09 Nov New draft law for the prevention and actions against tax fraud in Spain.
A new draft law has been approved in order to update the current prevention measures and actions against tax fraud in Spain. This draft law provides for both the tightening of current measures and the creation of new measures associated mainly with new technologies.
On 13rd October the Council of Ministers approved the draft law on prevention measures and actions against tax fraud in Spain, which is now moving to the next stage of Parliament proceedings. This draft law includes various measures in order to act against various tax evasion practices that have occurred in recent years.
The most important measures to be implemented are:
A number of specific reporting obligations on crypto-currency are established, in order to have a better control over them. This incorporates the obligation to provide information on holding and acquisition, transmission, exchange, transfer, collection and payment operations with crypto-currency currencies.
Likewise, the draft law introduces the obligation to report on the possession of virtual currencies out of Spain in tax form 720 regarding the declaration of goods and rights in foreign countries, an obligation which may be controversial in its application.
2.- Additional limitation of cash payments
A new limit is set on cash payments between business actors from €2,500 to €1,000. This limitation does not affect payments made by private individuals. However, in the area of cash payments by private individuals with tax domicile outside Spain, the cash payment limit is reduced from €15,000 to €10,000.
3.- Prohibition of tax amnesties
The prohibition of tax amnesties is established, i.e. any extraordinary tax adjustment mechanism involving the reduction of the amount of the tax debt is prohibited by law.
4.- Expansion of the debtors list at the Spanish Tax Authorities
The amount, once exceeded will lead to be included in the debtors list of the Spanish Tax Authority¡ies, is reduced from €1 million to €600,000. Likewise, those jointly and severally liable are expressly included in this list, together with the main debtors.
5.- Tax havens
Now the concept of non-cooperative jurisdictions is adopted, a term that has been used internationally instead of the traditional concept of tax haven.
This concept is also extended to include those territories
(i) that are facilitating the existence of offshore companies to attract profits with no real economic activity,
(ii) where there is opacity and lack of transparency or territories without an effective exchange of information regarding the ultimate beneficial owner of the goods or rights,
(iii) where there is low or no taxation at all (until now, only the concept of zero taxation was included),
(iv) with preferential tax regimes which are intentionally giving non-residents a favorable treatment over tax residents.
6.- Dual-use software
In recent years, the Spanish Tax Authorities has paid special attention to act against the use of this type of software, so that the present draft law prohibits the so-called dual-use software, which consists of computer programs that allow accounting to be manipulated. This prohibition is not limited to its mere use, but extends to the production or possession of such computer programs and systems that allow the manipulation of accounting and management data.

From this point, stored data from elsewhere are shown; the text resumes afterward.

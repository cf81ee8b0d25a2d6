use std::sync::Arc;

use calmap_core::types::{FetchStrategy, SeriesRequest, TimeSeries};
use calmap_core::{CalmapConnector, CalmapError};

use crate::Calmap;
use crate::core::{collapse_errors, tag_err, with_request_deadline};

const CAPABILITY: &str = "series";

fn describe(req: &SeriesRequest) -> String {
    format!("{} {}..{}", req.symbol, req.range.start(), req.range.end())
}

impl Calmap {
    /// Fetch the raw series for `req` from the registered providers.
    ///
    /// Routing follows [`FetchStrategy`]. A provider returning an empty series
    /// counts as a failure of that provider. The whole provider phase is
    /// bounded by the configured request timeout, if any.
    ///
    /// # Errors
    /// - `NotFound` / `EmptySeries` when every provider reported that outcome.
    /// - `AllProvidersTimedOut` when every provider timed out.
    /// - The provider's own error when only one provider failed.
    /// - `AllProvidersFailed` for any other mix of failures.
    /// - `RequestTimeout` when the overall deadline elapsed.
    /// - `Unsupported` when no connector serves price series.
    #[cfg_attr(
        feature = "tracing",
        tracing::instrument(
            name = "calmap::pipeline::fetch_series",
            skip(self, req),
            fields(symbol = %req.symbol, start = %req.range.start(), end = %req.range.end()),
        )
    )]
    pub async fn fetch_series(&self, req: &SeriesRequest) -> Result<TimeSeries, CalmapError> {
        let fut = async {
            match self.cfg.fetch_strategy {
                FetchStrategy::Latency => self.fetch_latency(req).await,
                _ => self.fetch_priority_with_fallback(req).await,
            }
        };
        with_request_deadline(self.cfg.request_timeout, CAPABILITY, fut).await?
    }

    async fn fetch_one(
        connector: Arc<dyn CalmapConnector>,
        req: &SeriesRequest,
        timeout: std::time::Duration,
    ) -> Result<TimeSeries, CalmapError> {
        let name = connector.name();
        let Some(provider) = connector.as_series_provider() else {
            return Err(CalmapError::unsupported(CAPABILITY));
        };
        let series =
            Self::provider_call_with_timeout(name, CAPABILITY, timeout, provider.series(req))
                .await
                .map_err(|e| tag_err(name, e))?;
        if series.is_empty() {
            return Err(CalmapError::empty_series(format!(
                "{} via {name}",
                describe(req)
            )));
        }
        Ok(series)
    }

    async fn fetch_priority_with_fallback(
        &self,
        req: &SeriesRequest,
    ) -> Result<TimeSeries, CalmapError> {
        let mut attempted_any = false;
        let mut errors: Vec<CalmapError> = Vec::new();

        for c in self.ordered() {
            if c.as_series_provider().is_none() {
                continue;
            }
            attempted_any = true;
            match Self::fetch_one(Arc::clone(&c), req, self.cfg.provider_timeout).await {
                Ok(series) => return Ok(series),
                Err(e) => {
                    #[cfg(feature = "tracing")]
                    tracing::debug!(connector = c.name(), error = %e, "provider failed, falling back");
                    errors.push(e);
                }
            }
        }

        Err(collapse_errors(
            CAPABILITY,
            attempted_any,
            errors,
            &describe(req),
        ))
    }

    async fn fetch_latency(&self, req: &SeriesRequest) -> Result<TimeSeries, CalmapError> {
        use futures::stream::{FuturesUnordered, StreamExt};

        let timeout = self.cfg.provider_timeout;
        let mut futs = FuturesUnordered::new();
        for c in self.ordered() {
            if c.as_series_provider().is_some() {
                futs.push(Self::fetch_one(c, req, timeout));
            }
        }
        let attempted_any = !futs.is_empty();

        let mut errors: Vec<CalmapError> = Vec::new();
        while let Some(res) = futs.next().await {
            match res {
                Ok(series) => return Ok(series),
                Err(e) => errors.push(e),
            }
        }

        Err(collapse_errors(
            CAPABILITY,
            attempted_any,
            errors,
            &describe(req),
        ))
    }
}
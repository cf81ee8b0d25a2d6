use async_trait::async_trait;

use crate::CalmapError;
use crate::types::{SeriesRequest, TimeSeries};

/// Focused role trait for connectors that provide daily price series.
#[async_trait]
pub trait PriceSeriesProvider: Send + Sync {
    /// Fetch the raw series for `req.symbol` over `req.range`.
    ///
    /// Implementations must return:
    /// - observations sorted by date without duplicates;
    /// - only the fields selected by `req.column`;
    /// - no rows with a missing value in any selected field.
    ///
    /// An empty series is allowed; the orchestrator treats it as a failure of
    /// this provider.
    async fn series(&self, req: &SeriesRequest) -> Result<TimeSeries, CalmapError>;
}

/// Main connector trait implemented by provider crates. Exposes capability discovery.
#[async_trait]
pub trait CalmapConnector: Send + Sync {
    /// A stable identifier used in logs and error tags (e.g., "calmap-quandl").
    fn name(&self) -> &'static str;

    /// Human-friendly vendor string.
    fn vendor(&self) -> &'static str {
        "unknown"
    }

    /// Advertise series capability by returning a usable trait object reference when supported.
    fn as_series_provider(&self) -> Option<&dyn PriceSeriesProvider> {
        None
    }
}
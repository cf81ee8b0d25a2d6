use calmap::CalmapConnector;
use std::sync::Arc;

/// Fixture connector when `CALMAP_EXAMPLES_USE_MOCK` is set, Quandl otherwise.
pub fn get_connector() -> Result<Arc<dyn CalmapConnector>, calmap::CalmapError> {
    if std::env::var("CALMAP_EXAMPLES_USE_MOCK").is_ok() {
        println!("--- (Using Mock Connector for CI) ---");
        Ok(Arc::new(calmap_mock::MockConnector::new()))
    } else {
        let cfg = calmap_quandl::QuandlConfig::from_env();
        Ok(Arc::new(calmap_quandl::QuandlConnector::new(cfg)?))
    }
}
pub mod series;
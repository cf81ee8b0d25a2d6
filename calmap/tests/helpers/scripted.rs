use std::sync::Arc;
use std::sync::atomic::{AtomicUsize, Ordering};
use std::time::Duration;

use async_trait::async_trait;
use calmap::{CalmapConnector, CalmapError, PriceSeriesProvider, SeriesRequest, TimeSeries};

type SeriesFn = Arc<dyn Fn(&SeriesRequest) -> Result<TimeSeries, CalmapError> + Send + Sync>;

/// Connector with a fixed delay and a scripted answer, counting its calls.
pub struct ScriptedConnector {
    name: &'static str,
    delay: Duration,
    series_fn: Option<SeriesFn>,
    calls: AtomicUsize,
}

#[allow(dead_code)]
impl ScriptedConnector {
    pub fn builder() -> ScriptedBuilder {
        ScriptedBuilder {
            name: "scripted",
            delay: Duration::ZERO,
            series_fn: None,
        }
    }

    pub fn calls(&self) -> usize {
        self.calls.load(Ordering::SeqCst)
    }
}

pub struct ScriptedBuilder {
    name: &'static str,
    delay: Duration,
    series_fn: Option<SeriesFn>,
}

#[allow(dead_code)]
impl ScriptedBuilder {
    pub const fn name(mut self, name: &'static str) -> Self {
        self.name = name;
        self
    }

    pub const fn delay(mut self, delay: Duration) -> Self {
        self.delay = delay;
        self
    }

    pub fn returns(mut self, series: TimeSeries) -> Self {
        let f: SeriesFn = Arc::new(move |_: &SeriesRequest| Ok(series.clone()));
        self.series_fn = Some(f);
        self
    }

    pub fn fails(mut self, err: CalmapError) -> Self {
        let f: SeriesFn = Arc::new(move |_: &SeriesRequest| Err(err.clone()));
        self.series_fn = Some(f);
        self
    }

    /// Leave the series capability unadvertised.
    pub fn without_series(mut self) -> Self {
        self.series_fn = None;
        self
    }

    pub fn build(self) -> Arc<ScriptedConnector> {
        Arc::new(ScriptedConnector {
            name: self.name,
            delay: self.delay,
            series_fn: self.series_fn,
            calls: AtomicUsize::new(0),
        })
    }
}

#[async_trait]
impl CalmapConnector for ScriptedConnector {
    fn name(&self) -> &'static str {
        self.name
    }

    fn as_series_provider(&self) -> Option<&dyn PriceSeriesProvider> {
        self.series_fn
            .as_ref()
            .map(|_| self as &dyn PriceSeriesProvider)
    }
}

#[async_trait]
impl PriceSeriesProvider for ScriptedConnector {
    async fn series(&self, req: &SeriesRequest) -> Result<TimeSeries, CalmapError> {
        self.calls.fetch_add(1, Ordering::SeqCst);
        if !self.delay.is_zero() {
            tokio::time::sleep(self.delay).await;
        }
        match &self.series_fn {
            Some(f) => f(req),
            None => Err(CalmapError::unsupported("series")),
        }
    }
}
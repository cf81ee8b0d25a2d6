use std::collections::BTreeMap;

use calmap::{Calmap, MonthEndPolicy, RemapRequest, RollingWindow, TimeSeries};
use chrono::{Days, NaiveDate};
use proptest::prelude::*;

use crate::helpers::{ScriptedConnector, d};

fn day(offset: u32) -> NaiveDate {
    d(2018, 1, 1)
        .checked_add_days(Days::new(u64::from(offset)))
        .unwrap()
}

fn to_series(src: &BTreeMap<u32, i32>) -> TimeSeries {
    TimeSeries::single(
        "Value",
        src.iter().map(|(&o, &c)| (day(o), f64::from(c) / 100.0)),
    )
    .unwrap()
}

/// Orchestrator over one connector serving `series`, with dates taken literally.
fn literal_calmap(series: TimeSeries) -> Calmap {
    Calmap::builder()
        .with_connector(ScriptedConnector::builder().returns(series).build())
        .month_end_policy(MonthEndPolicy::Never)
        .build()
        .unwrap()
}

fn request(targets: &[u32]) -> RemapRequest {
    RemapRequest::new("X", "Value", targets.iter().map(|&o| day(o).to_string()))
}

proptest! {
    #[test]
    fn every_target_gets_the_latest_value_on_or_before_it(
        src in prop::collection::btree_map(0u32..600, -50_000i32..50_000, 1..40),
        spread in prop::collection::vec(0u32..700, 1..20),
    ) {
        let first = *src.keys().next().unwrap();
        let targets: Vec<u32> = spread.iter().map(|s| first + s).collect();
        let calmap = literal_calmap(to_series(&src));

        let resp = tokio_test::block_on(calmap.remap(&request(&targets))).unwrap();

        prop_assert_eq!(resp.len(), targets.len());
        prop_assert!(resp.entries().windows(2).all(|w| w[0].date <= w[1].date));
        for m in resp.entries() {
            prop_assert!(m.as_of <= m.date);
            let offset = u32::try_from((m.date - day(0)).num_days()).unwrap();
            let (&k, &c) = src.range(..=offset).next_back().unwrap();
            prop_assert_eq!(m.as_of, day(k));
            prop_assert_eq!(m.values.clone(), vec![f64::from(c) / 100.0]);
        }
    }

    #[test]
    fn later_observations_never_change_earlier_answers(
        src in prop::collection::btree_map(0u32..600, -50_000i32..50_000, 2..40),
        spread in prop::collection::vec(0u32..300, 1..10),
        window in 1usize..6,
    ) {
        let first = *src.keys().next().unwrap();
        let targets: Vec<u32> = spread.iter().map(|s| first + s).collect();
        let last_target = targets.iter().copied().max().unwrap();
        let cut: BTreeMap<u32, i32> = src.range(..=last_target).map(|(&k, &v)| (k, v)).collect();
        let req = request(&targets).with_rolling(RollingWindow::new(window));

        let full = tokio_test::block_on(literal_calmap(to_series(&src)).remap(&req)).unwrap();
        let trimmed = tokio_test::block_on(literal_calmap(to_series(&cut)).remap(&req)).unwrap();

        prop_assert_eq!(full.scalars(), trimmed.scalars());
    }
}
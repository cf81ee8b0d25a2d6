use serde::{Deserialize, Serialize};
use thiserror::Error;

/// Coarse classification of a [`CalmapError`].
///
/// Every failure of a remap request falls into exactly one of these kinds.
/// The embedder-facing surface collapses all of them into the same generic
/// rejection, but tests and logs rely on the distinction.
#[derive(Debug, Clone, Copy, PartialEq, Eq, Hash, Serialize, Deserialize)]
pub enum ErrorKind {
    /// Malformed or missing request fields, unsupported enumerated values.
    Validation,
    /// No accepted date format parses every requested date.
    Parse,
    /// The price-series provider failed or returned nothing usable.
    Upstream,
    /// The pipeline could not produce a value (empty collapse, dates before the series).
    Computation,
}

/// Unified error type for the calmap workspace.
///
/// This wraps request validation and date parsing failures, provider-tagged
/// failures, timeouts, and pipeline computation failures.
#[derive(Debug, Error, Serialize, Deserialize, Clone, PartialEq, Eq)]
#[non_exhaustive]
pub enum CalmapError {
    /// A request field is missing, malformed, or carries an unsupported value.
    #[error("invalid request: {0}")]
    Validation(String),

    /// The requested dates could not be parsed under any accepted format.
    #[error("unparseable dates: {0}")]
    Parse(String),

    /// Issues with the returned or expected data (unsorted series, ragged rows, etc.).
    #[error("data issue: {0}")]
    Data(String),

    /// The requested capability is not implemented by the target connector.
    #[error("unsupported capability: {capability}")]
    Unsupported {
        /// A capability string describing what was requested (e.g. "series").
        capability: String,
    },

    /// An individual connector returned an error.
    #[error("{connector} failed: {msg}")]
    Connector {
        /// Connector name that failed.
        connector: String,
        /// Human-readable error message.
        msg: String,
    },

    /// A symbol or column could not be found upstream.
    #[error("not found: {what}")]
    NotFound {
        /// Description of missing resource, e.g. "series for LBMA/GOLD".
        what: String,
    },

    /// The provider answered but the series holds no observations for the range.
    #[error("empty series: {what}")]
    EmptySeries {
        /// Description of the empty request, e.g. "LBMA/GOLD 2020-01-01..2020-02-01".
        what: String,
    },

    /// All selected providers failed; contains the individual failures.
    #[error("all providers failed: {0:?}")]
    AllProvidersFailed(Vec<CalmapError>),

    /// An individual provider call exceeded the configured timeout.
    #[error("provider timed out: {capability} via {connector}")]
    ProviderTimeout {
        /// Connector name that timed out.
        connector: String,
        /// Capability label (e.g. "series").
        capability: String,
    },

    /// The overall provider phase exceeded the configured deadline.
    #[error("request timed out: {capability}")]
    RequestTimeout {
        /// Capability label for which the request timed out.
        capability: String,
    },

    /// All attempted providers timed out for the requested capability.
    #[error("all providers timed out: {capability}")]
    AllProvidersTimedOut {
        /// Capability label that timed out across all providers.
        capability: String,
    },

    /// The pipeline produced no value where one was required.
    #[error("computation failed: {0}")]
    Computation(String),
}

impl CalmapError {
    /// Body returned to embedders for every rejected request.
    pub const EXTERNAL_MESSAGE: &'static str = "invalid request";

    /// The message shown to embedders for this error, identical for every kind.
    #[must_use]
    pub const fn external_message(&self) -> &'static str {
        Self::EXTERNAL_MESSAGE
    }

    /// Helper: build a `Validation` error.
    pub fn validation(msg: impl Into<String>) -> Self {
        Self::Validation(msg.into())
    }

    /// Helper: build a `Parse` error.
    pub fn parse(msg: impl Into<String>) -> Self {
        Self::Parse(msg.into())
    }

    /// Helper: build a `Computation` error.
    pub fn computation(msg: impl Into<String>) -> Self {
        Self::Computation(msg.into())
    }

    /// Helper: build an `Unsupported` error for a capability string.
    #[must_use]
    pub fn unsupported(cap: impl Into<String>) -> Self {
        Self::Unsupported {
            capability: cap.into(),
        }
    }

    /// Helper: build a `Connector` error with the connector name and message.
    pub fn connector(connector: impl Into<String>, msg: impl Into<String>) -> Self {
        Self::Connector {
            connector: connector.into(),
            msg: msg.into(),
        }
    }

    /// Helper: build a `NotFound` error for a description of the missing resource.
    pub fn not_found(what: impl Into<String>) -> Self {
        Self::NotFound { what: what.into() }
    }

    /// Helper: build an `EmptySeries` error.
    pub fn empty_series(what: impl Into<String>) -> Self {
        Self::EmptySeries { what: what.into() }
    }

    /// Helper: build a `ProviderTimeout` error.
    pub fn provider_timeout(connector: impl Into<String>, capability: impl Into<String>) -> Self {
        Self::ProviderTimeout {
            connector: connector.into(),
            capability: capability.into(),
        }
    }

    /// Helper: build a `RequestTimeout` error.
    #[must_use]
    pub fn request_timeout(capability: impl Into<String>) -> Self {
        Self::RequestTimeout {
            capability: capability.into(),
        }
    }

    /// Classify this error into the request-level taxonomy.
    #[must_use]
    pub const fn kind(&self) -> ErrorKind {
        match self {
            Self::Validation(_) => ErrorKind::Validation,
            Self::Parse(_) => ErrorKind::Parse,
            Self::Computation(_) => ErrorKind::Computation,
            Self::Data(_)
            | Self::Unsupported { .. }
            | Self::Connector { .. }
            | Self::NotFound { .. }
            | Self::EmptySeries { .. }
            | Self::AllProvidersFailed(_)
            | Self::ProviderTimeout { .. }
            | Self::RequestTimeout { .. }
            | Self::AllProvidersTimedOut { .. } => ErrorKind::Upstream,
        }
    }

    /// Returns true if the request was rejected before any provider was called.
    #[must_use]
    pub const fn is_request_error(&self) -> bool {
        matches!(self.kind(), ErrorKind::Validation | ErrorKind::Parse)
    }

    /// Flatten nested `AllProvidersFailed` structures into a plain vector.
    ///
    /// This preserves other error variants as-is and unwraps recursively.
    #[must_use]
    pub fn flatten(self) -> Vec<Self> {
        match self {
            Self::AllProvidersFailed(list) => list.into_iter().flat_map(Self::flatten).collect(),
            other => vec![other],
        }
    }
}

impl From<serde_json::Error> for CalmapError {
    fn from(e: serde_json::Error) -> Self {
        Self::Validation(e.to_string())
    }
}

The proposed legislation provides for the regulatory inclusion of technical specifications, such as making it subject to certification and ensuring that the integrity, conservation, traceability and unchangeability of operation records are guaranteed. To this end, a specific penalty regime is established for the production of these programs or their possession without an adequate certification.
7.- Reference value in Transfer and Stamp Duty Tax, Wealth Tax and Inheritance and Gift Tax
One of the main reasons for litigation in the area of Transfer and Stamp Duty, Wealth Tax and Inheritance and Gift Tax is the valuation of the assets and rights affected by these taxes, insofar as the concept of real value sometimes used gives rise to situations of clear legal uncertainty both for the taxpayer and for the public administrations concerned.
In the case of real estate, the value used will be the so-called reference value established by the Spanish Cadastre, which must do so on the basis of all the real estate purchases and sales actually made and formalized before a public notary.
It must be taken into account that the reference value is different from the general cadastral value and for this reason, this regulation does not affect in any way the taxes that use the cadastral value as a taxable base, such as the Personal Income Tax, the Local Property Tax or the Tax on the Increase in Value of Urban Land.
8.- Anti-tax evasion measures
This draft law also provides for the transposition of the European anti-tax avoidance directive, known as ATAD, which lays down rules against tax avoidance practices, which have a direct impact on the internal market. The directive incorporates several of the matters dealt with in the OECD reports of the Action Plan to prevent the erosion of the tax base and the transfer of profits (BEPS Plan).
In this context, the Spanish legislation incorporates measures concerning International Tax Transparency and Exit Tax.
9.- Voluntary compliance with obligations
In addition, and in order to encourage voluntary payment and reduce litigation, the draft law contains changes to the system of reductions applicable to tax penalties and to the system of surcharges.